-- The data follows --

//! E2E Test Suite 03: Mixed payload round-trip
//!
//! Builds a container-like buffer — a large random block followed by a
//! Pascal string, a C string, and a 16-bit wide string — then reads every
//! field back and checks the window is fully consumed.

use std::io::SeekFrom;

use binview::{Accessor, Endianness};
use rand::{Rng, SeedableRng};
use rand_xorshift::XorShiftRng;

/// Prime-sized random block + three string conventions, written then read
/// back in order; nothing may remain in the window afterwards.
#[test]
fn block_and_strings_round_trip() {
    let mut rng = XorShiftRng::seed_from_u64(0x5eed);
    let block: Vec<u8> = (0..65_521).map(|_| rng.gen()).collect();
    let pascal = b"pascal payload".to_vec();
    let cstr = b"c payload, NUL terminated".to_vec();
    let wide: Vec<u16> = "wide payload \u{2603}".encode_utf16().collect();

    let mut w = Accessor::open_writing_memory(0, 0).expect("open writer");
    w.write_bytes(&block).unwrap();
    w.write_p_string(&pascal).unwrap();
    w.write_c_string(&cstr).unwrap();
    w.write_string16_endian(&wide, Endianness::Big).unwrap();

    let expected_total =
        block.len() + (1 + pascal.len()) + (cstr.len() + 1) + (wide.len() + 1) * 2;
    assert_eq!(w.window_size(), expected_total);

    w.seek(SeekFrom::Start(0)).unwrap();
    let got_block = w.read_allocated_bytes(block.len()).unwrap();
    assert_eq!(got_block, block);
    assert_eq!(w.read_p_string().unwrap(), pascal);
    assert_eq!(w.read_c_string().unwrap(), cstr);
    assert_eq!(w.read_string16_endian(Endianness::Big).unwrap(), wide);
    assert_eq!(w.available_bytes(), 0);
}

/// The same payload parses identically after the buffer is frozen into a
/// read-only view and consumed through sub-views.
#[test]
fn frozen_buffer_parses_through_sub_views() {
    let mut rng = XorShiftRng::seed_from_u64(77);
    let block: Vec<u8> = (0..4096).map(|_| rng.gen()).collect();

    // Declared before `w` so it outlives the accessor after the swap below.
    let guard = [0u8; 1];

    let mut w = Accessor::open_writing_memory(0, 0).unwrap();
    w.write_u32_endian(block.len() as u32, Endianness::Little)
        .unwrap();
    w.write_bytes(&block).unwrap();
    w.write_c_string(b"trailer").unwrap();

    // Freeze: swap with a throwaway read accessor.
    let mut r = Accessor::open_reading_bytes(&guard, 0, None).unwrap();
    r.swap(&mut w);
    r.seek(SeekFrom::Start(0)).unwrap();

    let len = r.read_u32_endian(Endianness::Little).unwrap() as usize;
    let mut body = r.sub_accessor_bytes(Some(len)).unwrap();
    assert_eq!(body.window_size(), len);
    let got = body.read_allocated_bytes(len).unwrap();
    assert_eq!(got, block);
    assert_eq!(r.read_c_string().unwrap(), b"trailer");
    assert_eq!(r.available_bytes(), 0);
}

/// Interleaved varints and zig-zags inside a longer payload keep their
/// framing.
#[test]
fn varint_framing_inside_payload() {
    let values: Vec<u64> = vec![0, 1, 127, 128, 300, 1 << 20, u64::MAX];
    let signed: Vec<i64> = vec![0, -1, 63, -64, i64::MIN, i64::MAX];

    let mut w = Accessor::open_writing_memory(0, 0).unwrap();
    w.write_varint(values.len() as u64).unwrap();
    for &v in &values {
        w.write_varint(v).unwrap();
    }
    for &v in &signed {
        w.write_zigzag(v).unwrap();
    }

    w.seek(SeekFrom::Start(0)).unwrap();
    let n = w.read_varint().unwrap() as usize;
    assert_eq!(n, values.len());
    for &v in &values {
        assert_eq!(w.read_varint().unwrap(), v);
    }
    for &v in &signed {
        assert_eq!(w.read_zigzag().unwrap(), v);
    }
    assert_eq!(w.available_bytes(), 0);
}
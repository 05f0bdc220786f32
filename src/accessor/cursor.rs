//! Cursor and window operations: seek, truncate, and the cursor stack.

use std::io::SeekFrom;

use crate::error::{Error, Result};

use super::Accessor;

impl Accessor<'_> {
    /// Moves the cursor.
    ///
    /// Relative variants use wrapping arithmetic on the cursor, so a large
    /// negative delta that underflows lands far past the window and is
    /// rejected by the window check rather than panicking. Seeking past the
    /// window end grows a write-enabled accessor (zero-filling the
    /// extension) and fails with `BeyondEnd` on a read-only one.
    ///
    /// Returns the new cursor position.
    pub fn seek(&mut self, pos: SeekFrom) -> Result<usize> {
        let new_cursor = match pos {
            SeekFrom::Start(o) => usize::try_from(o).map_err(|_| Error::InvalidParameter)?,
            SeekFrom::Current(d) => self.cursor.wrapping_add_signed(d as isize),
            SeekFrom::End(d) => self.window_size.wrapping_add_signed(d as isize),
        };
        if new_cursor > self.window_size {
            if !self.write_enabled {
                return Err(Error::BeyondEnd);
            }
            self.grow_to(new_cursor)?;
        }
        self.cursor = new_cursor;
        Ok(new_cursor)
    }

    /// Cuts the window at the cursor: everything from the cursor on is
    /// discarded and `available_bytes` drops to zero. Write accessors only.
    pub fn truncate(&mut self) -> Result<()> {
        if !self.write_enabled {
            return Err(Error::ReadOnly);
        }
        self.window_size = self.cursor;
        Ok(())
    }

    /// Saves the cursor on the accessor's stack.
    pub fn push_cursor(&mut self) {
        self.cursor_stack.push(self.cursor);
    }

    /// Restores the most recently pushed cursor. The restore goes through
    /// [`seek`](Self::seek), so a write-enabled accessor whose window
    /// shrank since the push grows back to the saved position.
    pub fn pop_cursor(&mut self) -> Result<usize> {
        let saved = self.cursor_stack.pop().ok_or(Error::InvalidParameter)?;
        match self.seek(SeekFrom::Start(saved as u64)) {
            Ok(pos) => Ok(pos),
            Err(e) => {
                // The pop itself failed; the entry stays consumable state —
                // put it back so the stack still matches the pushes.
                self.cursor_stack.push(saved);
                Err(e)
            }
        }
    }

    /// Pops `count` saved cursors, restoring the deepest of them.
    /// Equivalent to dropping `count - 1` entries and popping the last.
    pub fn pop_cursors(&mut self, count: usize) -> Result<usize> {
        if count == 0 || count > self.cursor_stack.len() {
            return Err(Error::InvalidParameter);
        }
        self.drop_cursors(count - 1)?;
        self.pop_cursor()
    }

    /// Discards the most recently pushed cursor without restoring it.
    pub fn drop_cursor(&mut self) -> Result<()> {
        self.cursor_stack.pop().ok_or(Error::InvalidParameter)?;
        Ok(())
    }

    /// Discards the `count` most recently pushed cursors.
    pub fn drop_cursors(&mut self, count: usize) -> Result<()> {
        if count > self.cursor_stack.len() {
            return Err(Error::InvalidParameter);
        }
        let keep = self.cursor_stack.len() - count;
        self.cursor_stack.truncate(keep);
        Ok(())
    }
}

#[cfg(test)]
mod tests {
    use super::*;

    fn reader(data: &[u8]) -> Accessor<'_> {
        Accessor::open_reading_bytes(data, 0, None).unwrap()
    }

    #[test]
    fn seek_set_cur_end() {
        let data = [0u8; 10];
        let mut a = reader(&data);
        assert_eq!(a.seek(SeekFrom::Start(4)).unwrap(), 4);
        assert_eq!(a.seek(SeekFrom::Current(3)).unwrap(), 7);
        assert_eq!(a.seek(SeekFrom::Current(-7)).unwrap(), 0);
        assert_eq!(a.seek(SeekFrom::End(-1)).unwrap(), 9);
        assert_eq!(a.seek(SeekFrom::End(0)).unwrap(), 10);
        assert_eq!(a.available_bytes(), 0);
    }

    #[test]
    fn seek_past_end_read_only_fails_and_keeps_cursor() {
        let data = [0u8; 10];
        let mut a = reader(&data);
        a.seek(SeekFrom::Start(3)).unwrap();
        assert!(matches!(a.seek(SeekFrom::Start(11)), Err(Error::BeyondEnd)));
        assert!(matches!(a.seek(SeekFrom::Current(-4)), Err(Error::BeyondEnd)));
        assert_eq!(a.cursor(), 3);
    }

    #[test]
    fn seek_past_end_grows_write_accessor_zero_filled() {
        let mut w = Accessor::open_writing_memory(0, 0).unwrap();
        w.write_u8(0xff).unwrap();
        w.seek(SeekFrom::Start(5)).unwrap();
        assert_eq!(w.window_size(), 5);
        w.seek(SeekFrom::Start(0)).unwrap();
        assert_eq!(w.read_u8().unwrap(), 0xff);
        for _ in 0..4 {
            assert_eq!(w.read_u8().unwrap(), 0);
        }
    }

    #[test]
    fn truncate_cuts_window_at_cursor() {
        let mut w = Accessor::open_writing_memory(0, 0).unwrap();
        for b in 0..8u8 {
            w.write_u8(b).unwrap();
        }
        w.seek(SeekFrom::Start(3)).unwrap();
        w.truncate().unwrap();
        assert_eq!(w.window_size(), 3);
        assert_eq!(w.available_bytes(), 0);
        assert!(matches!(w.read_u8(), Err(Error::BeyondEnd)));
    }

    #[test]
    fn truncated_bytes_come_back_zeroed() {
        let mut w = Accessor::open_writing_memory(0, 0).unwrap();
        for b in [0xaau8, 0xbb, 0xcc, 0xdd] {
            w.write_u8(b).unwrap();
        }
        w.seek(SeekFrom::Start(2)).unwrap();
        w.truncate().unwrap();
        // Growing again must not resurrect the stale tail.
        w.seek(SeekFrom::Start(4)).unwrap();
        w.seek(SeekFrom::Start(2)).unwrap();
        assert_eq!(w.read_u8().unwrap(), 0);
        assert_eq!(w.read_u8().unwrap(), 0);
    }

    #[test]
    fn truncate_is_rejected_on_read_only() {
        let data = [0u8; 4];
        let mut a = reader(&data);
        assert!(matches!(a.truncate(), Err(Error::ReadOnly)));
    }

    #[test]
    fn cursor_stack_is_lifo() {
        let data = [0u8; 16];
        let mut a = reader(&data);
        a.seek(SeekFrom::Start(2)).unwrap();
        a.push_cursor();
        a.seek(SeekFrom::Start(5)).unwrap();
        a.push_cursor();
        a.seek(SeekFrom::Start(9)).unwrap();
        assert_eq!(a.pop_cursor().unwrap(), 5);
        assert_eq!(a.pop_cursor().unwrap(), 2);
        assert!(matches!(a.pop_cursor(), Err(Error::InvalidParameter)));
    }

    #[test]
    fn pop_cursors_equals_drops_then_pop() {
        let data = [0u8; 16];
        let mut a = reader(&data);
        for pos in [1u64, 2, 3, 4] {
            a.seek(SeekFrom::Start(pos)).unwrap();
            a.push_cursor();
        }
        let mut b = reader(&data);
        for pos in [1u64, 2, 3, 4] {
            b.seek(SeekFrom::Start(pos)).unwrap();
            b.push_cursor();
        }

        assert_eq!(a.pop_cursors(3).unwrap(), 2);
        b.drop_cursors(2).unwrap();
        assert_eq!(b.pop_cursor().unwrap(), 2);
        assert_eq!(a.cursor(), b.cursor());
    }

    #[test]
    fn empty_stack_operations_are_invalid() {
        let data = [0u8; 4];
        let mut a = reader(&data);
        assert!(matches!(a.drop_cursor(), Err(Error::InvalidParameter)));
        assert!(matches!(a.pop_cursors(0), Err(Error::InvalidParameter)));
        assert!(matches!(a.pop_cursors(1), Err(Error::InvalidParameter)));
        assert!(matches!(a.drop_cursors(1), Err(Error::InvalidParameter)));
        a.drop_cursors(0).unwrap();
    }
}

-- The data concluded --

_Your task_.
In the listing above, how many of the lines contain the string "restoring"? Respond with the number alone.

_Reply_.
2